EXERCISE: Each line of the records containing "succeed" is to be copied out and returned.

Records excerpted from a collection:
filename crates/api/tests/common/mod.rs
//! Shared helpers for HTTP-level integration tests.
//!
//! Builds the real application router (same middleware stack as `main.rs`)
//! and provides request helpers plus tenant/user seeding.

#![allow(dead_code)]

use std::sync::Arc;

use axum::body::Body;
use axum::http::{Request, Response, StatusCode};
use axum::Router;
use http_body_util::BodyExt;
use sqlx::PgPool;
use tower::ServiceExt;

use callsheet_api::auth::jwt::{generate_access_token, JwtConfig};
use callsheet_api::auth::password::hash_password;
use callsheet_api::config::ServerConfig;
use callsheet_api::router::build_app_router;
use callsheet_api::state::AppState;
use callsheet_core::roles::Role;
use callsheet_core::types::DbId;
use callsheet_db::models::company::CreateCompany;
use callsheet_db::models::user::CreateUser;
use callsheet_db::repositories::{CompanyRepo, UserRepo};

/// Build a test `ServerConfig` with safe defaults.
pub fn test_config() -> ServerConfig {
    ServerConfig {
        host: "127.0.0.1".to_string(),
        port: 0,
        cors_origins: vec!["http://localhost:5173".to_string()],
        request_timeout_secs: 30,
        jwt: JwtConfig {
            secret: "integration-test-secret".to_string(),
            access_token_expiry_mins: 60,
        },
    }
}

/// Build the full application router with all middleware layers, using the
/// given database pool. Mirrors production router construction.
pub fn build_test_app(pool: PgPool) -> Router {
    let config = test_config();
    let state = AppState {
        pool,
        config: Arc::new(config.clone()),
    };
    build_app_router(state, &config)
}

/// A seeded tenant + user with a ready-to-use Bearer token.
pub struct TestUser {
    pub user_id: DbId,
    pub company_id: DbId,
    pub email: String,
    pub token: String,
}

/// Create a company and a user with the given role, returning a valid
/// access token for that user. Emails are globally unique, so the seeded
/// address is qualified by the company id.
pub async fn seed_user(pool: &PgPool, role: Role) -> TestUser {
    let company = CompanyRepo::create(
        pool,
        &CreateCompany {
            name: "Test Pictures".to_string(),
        },
    )
    .await
    .expect("company seed should succeed");

    let email = format!("{}-{}@test.example", role.as_str(), company.id);
    let password_hash = hash_password("test-password").expect("hashing should succeed");
    let user = UserRepo::create(
        pool,
        &CreateUser {
            company_id: company.id,
            email: email.clone(),
            password_hash,
            name: "Test User".to_string(),
            role: Some(role.as_str().to_string()),
        },
    )
    .await
    .expect("user seed should succeed");

    let token = generate_access_token(user.id, user.company_id, role, &test_config().jwt)
        .expect("token generation should succeed");

    TestUser {
        user_id: user.id,
        company_id: company.id,
        email,
        token,
    }
}

/// Parse a response body into JSON.
pub async fn body_json(response: Response<Body>) -> serde_json::Value {
    let bytes = response
        .into_body()
        .collect()
        .await
        .expect("body should collect")
        .to_bytes();
    serde_json::from_slice(&bytes).expect("body should be valid JSON")
}

fn bearer(token: &str) -> String {
    format!("Bearer {token}")
}

/// Send a GET request without authentication.
pub async fn get(app: Router, uri: &str) -> Response<Body> {
    let request = Request::builder().uri(uri).body(Body::empty()).unwrap();
    app.oneshot(request).await.unwrap()
}

/// Send a GET request with a Bearer token.
pub async fn get_auth(app: Router, uri: &str, token: &str) -> Response<Body> {
    let request = Request::builder()
        .uri(uri)
        .header("authorization", bearer(token))
        .body(Body::empty())
        .unwrap();
    app.oneshot(request).await.unwrap()
}

/// Send a POST with a JSON body, no authentication (login).
pub async fn post_json(app: Router, uri: &str, body: serde_json::Value) -> Response<Body> {
    let request = Request::builder()
        .method("POST")
        .uri(uri)
        .header("content-type", "application/json")
        .body(Body::from(body.to_string()))
        .unwrap();
    app.oneshot(request).await.unwrap()
}

/// Send a POST with a JSON body and a Bearer token.
pub async fn post_json_auth(
    app: Router,
    uri: &str,
    token: &str,
    body: serde_json::Value,
) -> Response<Body> {
    let request = Request::builder()
        .method("POST")
        .uri(uri)
        .header("content-type", "application/json")
        .header("authorization", bearer(token))
        .body(Body::from(body.to_string()))
        .unwrap();
    app.oneshot(request).await.unwrap()
}

/// Send a PUT with a JSON body and a Bearer token.
pub async fn put_json_auth(
    app: Router,
    uri: &str,
    token: &str,
    body: serde_json::Value,
) -> Response<Body> {
    let request = Request::builder()
        .method("PUT")
        .uri(uri)
        .header("content-type", "application/json")
        .header("authorization", bearer(token))
        .body(Body::from(body.to_string()))
        .unwrap();
    app.oneshot(request).await.unwrap()
}

/// Send a DELETE with a Bearer token.
pub async fn delete_auth(app: Router, uri: &str, token: &str) -> Response<Body> {
    let request = Request::builder()
        .method("DELETE")
        .uri(uri)
        .header("authorization", bearer(token))
        .body(Body::empty())
        .unwrap();
    app.oneshot(request).await.unwrap()
}

/// Assert a response is the standard error envelope with the given status.
pub async fn assert_error(response: Response<Body>, status: StatusCode, code: &str) {
    assert_eq!(response.status(), status);
    let json = body_json(response).await;
    assert_eq!(json["code"], code);
}
//! Scene scheduling conflict detection.
//!
//! Pure functions only: the repository layer fetches the candidate pool
//! (same company, optionally same show, scheduled, subject excluded) and the
//! engine classifies each pair. Detection is advisory -- it runs after a
//! scene write commits and never blocks the save, so no locking is taken
//! around a scan. Two concurrent writers may both pass their checks; that is
//! the intended warn-and-override behaviour.

use std::collections::HashSet;

use chrono::Duration;
use serde::Serialize;

use crate::types::{DbId, Timestamp};

/// Duration assumed for conflict purposes when a scene has no explicit
/// duration. Hardcoded rather than per-company configuration.
pub const DEFAULT_DURATION_MINUTES: i64 = 60;

// ---------------------------------------------------------------------------
// Types
// ---------------------------------------------------------------------------

/// Classification of a detected conflict between two scenes.
///
/// Strict two-tier policy: a pair that overlaps in time AND shares personnel
/// is always `Resource`, never `Time`. A pair produces at most one record.
#[derive(Debug, Clone, Copy, PartialEq, Eq, Hash, Serialize)]
#[serde(rename_all = "lowercase")]
pub enum ConflictType {
    /// Overlapping time windows with no shared personnel (soft warning).
    Time,
    /// Overlapping time windows with at least one shared person.
    Resource,
}

/// A single detected conflict. Constructed fresh on every scan and never
/// persisted; lives only for the duration of one request/response cycle.
#[derive(Debug, Clone, PartialEq, Serialize)]
pub struct ConflictInfo {
    pub conflicting_scene_id: DbId,
    /// Display-only; carries no weight in detection.
    pub conflicting_scene_number: String,
    /// Display-only; carries no weight in detection.
    pub conflicting_scene_title: String,
    pub conflict_type: ConflictType,
    /// Person ids present in both scenes. Empty for `Time` conflicts,
    /// sorted ascending for deterministic output.
    pub conflicting_resources: Vec<DbId>,
}

/// Conflict scan result returned to API callers alongside the saved scene.
#[derive(Debug, Clone, Serialize)]
pub struct ConflictReport {
    pub has_conflicts: bool,
    pub conflicts: Vec<ConflictInfo>,
}

impl ConflictReport {
    pub fn new(conflicts: Vec<ConflictInfo>) -> Self {
        Self {
            has_conflicts: !conflicts.is_empty(),
            conflicts,
        }
    }
}

/// The scene being checked. `id` is `None` for a not-yet-created scene;
/// `scheduled_time` is `None` for an unscheduled scene, which can never
/// participate in a conflict.
#[derive(Debug, Clone)]
pub struct ConflictSubject {
    pub id: Option<DbId>,
    pub scheduled_time: Option<Timestamp>,
    pub duration_minutes: Option<i64>,
    /// Combined cast + crew pool; the engine does not distinguish the two.
    pub personnel: HashSet<DbId>,
}

/// An existing scheduled scene the subject is compared against. Candidates
/// without a scheduled time are filtered out before the engine runs, so
/// `scheduled_time` is not optional here.
#[derive(Debug, Clone)]
pub struct CandidateScene {
    pub id: DbId,
    pub scene_number: String,
    pub title: String,
    pub scheduled_time: Timestamp,
    pub duration_minutes: Option<i64>,
    pub personnel: HashSet<DbId>,
}

// ---------------------------------------------------------------------------
// Interval overlap
// ---------------------------------------------------------------------------

/// Effective duration of a scene for overlap purposes: the stored value, or
/// [`DEFAULT_DURATION_MINUTES`] when absent.
pub fn effective_duration(duration_minutes: Option<i64>) -> Duration {
    Duration::minutes(duration_minutes.unwrap_or(DEFAULT_DURATION_MINUTES))
}

/// Half-open interval overlap test at minute granularity.
///
/// Returns true iff `start_a < end_b && start_b < end_a`. Touching
/// endpoints (one scene ending exactly when another begins) do NOT overlap.
pub fn overlaps(
    start_a: Timestamp,
    duration_a: Duration,
    start_b: Timestamp,
    duration_b: Duration,
) -> bool {
    let end_a = start_a + duration_a;
    let end_b = start_b + duration_b;
    start_a < end_b && start_b < end_a
}

// ---------------------------------------------------------------------------
// Resource intersection
// ---------------------------------------------------------------------------

/// Person ids present in both pools, sorted ascending. An empty result
/// means "no resource conflict", not an error.
pub fn shared_personnel(a: &HashSet<DbId>, b: &HashSet<DbId>) -> Vec<DbId> {
    let mut shared: Vec<DbId> = a.intersection(b).copied().collect();
    shared.sort_unstable();
    shared
}

// ---------------------------------------------------------------------------
// Classifier
// ---------------------------------------------------------------------------

/// Classify one subject/candidate pair, producing zero or one conflict.
///
/// No time overlap -> `None`. Overlap with shared personnel -> `Resource`
/// (shared ids attached). Overlap without shared personnel -> `Time`.
pub fn classify(
    subject_start: Timestamp,
    subject_duration: Duration,
    subject_personnel: &HashSet<DbId>,
    candidate: &CandidateScene,
) -> Option<ConflictInfo> {
    if !overlaps(
        subject_start,
        subject_duration,
        candidate.scheduled_time,
        effective_duration(candidate.duration_minutes),
    ) {
        return None;
    }

    let shared = shared_personnel(subject_personnel, &candidate.personnel);
    let conflict_type = if shared.is_empty() {
        ConflictType::Time
    } else {
        ConflictType::Resource
    };

    Some(ConflictInfo {
        conflicting_scene_id: candidate.id,
        conflicting_scene_number: candidate.scene_number.clone(),
        conflicting_scene_title: candidate.title.clone(),
        conflict_type,
        conflicting_resources: shared,
    })
}

// ---------------------------------------------------------------------------
// Scanner
// ---------------------------------------------------------------------------

/// Scan the subject against every candidate, accumulating conflicts.
///
/// An unscheduled subject yields no conflicts. A subject with an id never
/// compares against itself, even if the caller left it in the candidate
/// slice. No result limit: if N candidates overlap, N records come back.
pub fn scan(subject: &ConflictSubject, candidates: &[CandidateScene]) -> Vec<ConflictInfo> {
    let Some(subject_start) = subject.scheduled_time else {
        return Vec::new();
    };
    let subject_duration = effective_duration(subject.duration_minutes);

    candidates
        .iter()
        .filter(|candidate| subject.id != Some(candidate.id))
        .filter_map(|candidate| {
            classify(subject_start, subject_duration, &subject.personnel, candidate)
        })
        .collect()
}
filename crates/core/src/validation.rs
//! Field validators for API input.
//!
//! Each validator returns `Err(message)` for the handler to map onto a
//! 400 response.

/// Maximum length for scene and show titles.
pub const MAX_TITLE_LEN: usize = 200;

/// Maximum length for a scene number (e.g. `"42A"`).
pub const MAX_SCENE_NUMBER_LEN: usize = 20;

/// A scene number must be non-empty and reasonably short.
pub fn validate_scene_number(scene_number: &str) -> Result<(), String> {
    if scene_number.trim().is_empty() {
        return Err("Scene number must not be empty".to_string());
    }
    if scene_number.len() > MAX_SCENE_NUMBER_LEN {
        return Err(format!(
            "Scene number must be at most {MAX_SCENE_NUMBER_LEN} characters"
        ));
    }
    Ok(())
}

/// A title must be non-empty and at most [`MAX_TITLE_LEN`] characters.
pub fn validate_title(title: &str) -> Result<(), String> {
    if title.trim().is_empty() {
        return Err("Title must not be empty".to_string());
    }
    if title.len() > MAX_TITLE_LEN {
        return Err(format!("Title must be at most {MAX_TITLE_LEN} characters"));
    }
    Ok(())
}

/// Maximum length for an email address.
pub const MAX_EMAIL_LEN: usize = 255;

/// Minimum length for a plaintext password at account creation.
pub const MIN_PASSWORD_LEN: usize = 8;

/// An email must be non-empty, contain an `@`, and be reasonably short.
pub fn validate_email(email: &str) -> Result<(), String> {
    if email.trim().is_empty() {
        return Err("Email must not be empty".to_string());
    }
    if !email.contains('@') {
        return Err("Email must contain '@'".to_string());
    }
    if email.len() > MAX_EMAIL_LEN {
        return Err(format!("Email must be at most {MAX_EMAIL_LEN} characters"));
    }
    Ok(())
}

/// A password must be at least [`MIN_PASSWORD_LEN`] characters.
pub fn validate_password(password: &str) -> Result<(), String> {
    if password.len() < MIN_PASSWORD_LEN {
        return Err(format!(
            "Password must be at least {MIN_PASSWORD_LEN} characters"
        ));
    }
    Ok(())
}

/// A stored duration must be a positive number of minutes. Absent durations
/// are fine (the conflict engine substitutes a default).
pub fn validate_duration_minutes(duration_minutes: i32) -> Result<(), String> {
    if duration_minutes < 1 {
        return Err("Duration must be at least 1 minute".to_string());
    }
    Ok(())
}
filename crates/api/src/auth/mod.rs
pub mod jwt;
pub mod password;
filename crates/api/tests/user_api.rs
//! HTTP-level integration tests for the `/users` resource: admin-managed
//! account creation and tenant-scoped listing.
//!
//! Uses Axum's tower::ServiceExt to send requests directly to the router.

mod common;

use axum::http::StatusCode;
use common::{assert_error, body_json, build_test_app, get_auth, post_json, post_json_auth, seed_user};
use callsheet_core::roles::Role;
use sqlx::PgPool;

fn user_body(email: &str, role: &str) -> serde_json::Value {
    serde_json::json!({
        "email": email,
        "password": "hunter2-hunter2",
        "name": "New Hire",
        "role": role,
    })
}

// ---------------------------------------------------------------------------
// Test: admin creates a user who can then log in
// ---------------------------------------------------------------------------

#[sqlx::test(migrations = "../db/migrations")]
async fn admin_creates_user_who_can_login(pool: PgPool) {
    let admin = seed_user(&pool, Role::Admin).await;

    let app = build_test_app(pool.clone());
    let response = post_json_auth(
        app,
        "/api/v1/users",
        &admin.token,
        user_body("newhire@test.example", "producer"),
    )
    .await;
    assert_eq!(response.status(), StatusCode::CREATED);

    let json = body_json(response).await;
    assert_eq!(json["data"]["email"], "newhire@test.example");
    assert_eq!(json["data"]["role"], "producer");
    assert_eq!(json["data"]["company_id"].as_i64().unwrap(), admin.company_id);
    // The hash never leaves the repository layer.
    assert!(json["data"]["password_hash"].is_null());

    let app = build_test_app(pool);
    let response = post_json(
        app,
        "/api/v1/auth/login",
        serde_json::json!({
            "email": "newhire@test.example",
            "password": "hunter2-hunter2"
        }),
    )
    .await;
    assert_eq!(response.status(), StatusCode::OK);
}

// ---------------------------------------------------------------------------
// Test: only admins manage users
// ---------------------------------------------------------------------------

#[sqlx::test(migrations = "../db/migrations")]
async fn producer_cannot_create_user(pool: PgPool) {
    let producer = seed_user(&pool, Role::Producer).await;

    let app = build_test_app(pool);
    let response = post_json_auth(
        app,
        "/api/v1/users",
        &producer.token,
        user_body("intruder@test.example", "viewer"),
    )
    .await;
    assert_error(response, StatusCode::FORBIDDEN, "FORBIDDEN").await;
}

// ---------------------------------------------------------------------------
// Test: invalid input is rejected
// ---------------------------------------------------------------------------

#[sqlx::test(migrations = "../db/migrations")]
async fn invalid_user_input_rejected(pool: PgPool) {
    let admin = seed_user(&pool, Role::Admin).await;

    // Unknown role name.
    let app = build_test_app(pool.clone());
    let response = post_json_auth(
        app,
        "/api/v1/users",
        &admin.token,
        user_body("someone@test.example", "superuser"),
    )
    .await;
    assert_error(response, StatusCode::BAD_REQUEST, "BAD_REQUEST").await;

    // Malformed email.
    let app = build_test_app(pool.clone());
    let response = post_json_auth(
        app,
        "/api/v1/users",
        &admin.token,
        user_body("not-an-email", "viewer"),
    )
    .await;
    assert_error(response, StatusCode::BAD_REQUEST, "BAD_REQUEST").await;

    // Short password.
    let app = build_test_app(pool);
    let response = post_json_auth(
        app,
        "/api/v1/users",
        &admin.token,
        serde_json::json!({
            "email": "someone@test.example",
            "password": "short",
            "name": "New Hire",
        }),
    )
    .await;
    assert_error(response, StatusCode::BAD_REQUEST, "BAD_REQUEST").await;
}

// ---------------------------------------------------------------------------
// Test: emails are unique across companies
// ---------------------------------------------------------------------------

#[sqlx::test(migrations = "../db/migrations")]
async fn duplicate_email_across_companies_conflicts(pool: PgPool) {
    let admin_a = seed_user(&pool, Role::Admin).await;
    let admin_b = seed_user(&pool, Role::Admin).await;
    assert_ne!(admin_a.company_id, admin_b.company_id);

    let app = build_test_app(pool.clone());
    let response = post_json_auth(
        app,
        "/api/v1/users",
        &admin_a.token,
        user_body("shared@test.example", "viewer"),
    )
    .await;
    assert_eq!(response.status(), StatusCode::CREATED);

    // The same address in a second company would be unable to log in, so
    // the constraint rejects it outright.
    let app = build_test_app(pool);
    let response = post_json_auth(
        app,
        "/api/v1/users",
        &admin_b.token,
        user_body("shared@test.example", "viewer"),
    )
    .await;
    assert_error(response, StatusCode::CONFLICT, "CONFLICT").await;
}

// ---------------------------------------------------------------------------
// Test: listing is tenant-scoped
// ---------------------------------------------------------------------------

#[sqlx::test(migrations = "../db/migrations")]
async fn list_users_is_tenant_scoped(pool: PgPool) {
    let admin = seed_user(&pool, Role::Admin).await;
    let outsider = seed_user(&pool, Role::Admin).await;

    let app = build_test_app(pool.clone());
    post_json_auth(
        app,
        "/api/v1/users",
        &admin.token,
        user_body("colleague@test.example", "viewer"),
    )
    .await;

    let app = build_test_app(pool.clone());
    let json = body_json(get_auth(app, "/api/v1/users", &admin.token).await).await;
    assert_eq!(json["data"].as_array().unwrap().len(), 2);

    // The other company sees only its own seeded admin.
    let app = build_test_app(pool);
    let json = body_json(get_auth(app, "/api/v1/users", &outsider.token).await).await;
    assert_eq!(json["data"].as_array().unwrap().len(), 1);
}
//! Repository for the `companies` table.

use sqlx::PgPool;

use callsheet_core::types::DbId;

use crate::models::company::{Company, CreateCompany};

/// Column list shared across queries to avoid repetition.
const COLUMNS: &str = "id, name, created_at, updated_at";

/// Provides CRUD operations for companies.
pub struct CompanyRepo;

impl CompanyRepo {
    /// Insert a new company, returning the created row.
    pub async fn create(pool: &PgPool, input: &CreateCompany) -> Result<Company, sqlx::Error> {
        let query = format!(
            "INSERT INTO companies (name) VALUES ($1) RETURNING {COLUMNS}"
        );
        sqlx::query_as::<_, Company>(&query)
            .bind(&input.name)
            .fetch_one(pool)
            .await
    }

    /// Find a company by its internal ID.
    pub async fn find_by_id(pool: &PgPool, id: DbId) -> Result<Option<Company>, sqlx::Error> {
        let query = format!("SELECT {COLUMNS} FROM companies WHERE id = $1");
        sqlx::query_as::<_, Company>(&query)
            .bind(id)
            .fetch_optional(pool)
            .await
    }
}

EXERCISE RESPONSE:
    .expect("company seed should succeed");
    let password_hash = hash_password("test-password").expect("hashing should succeed");
    .expect("user seed should succeed");
        .expect("token generation should succeed");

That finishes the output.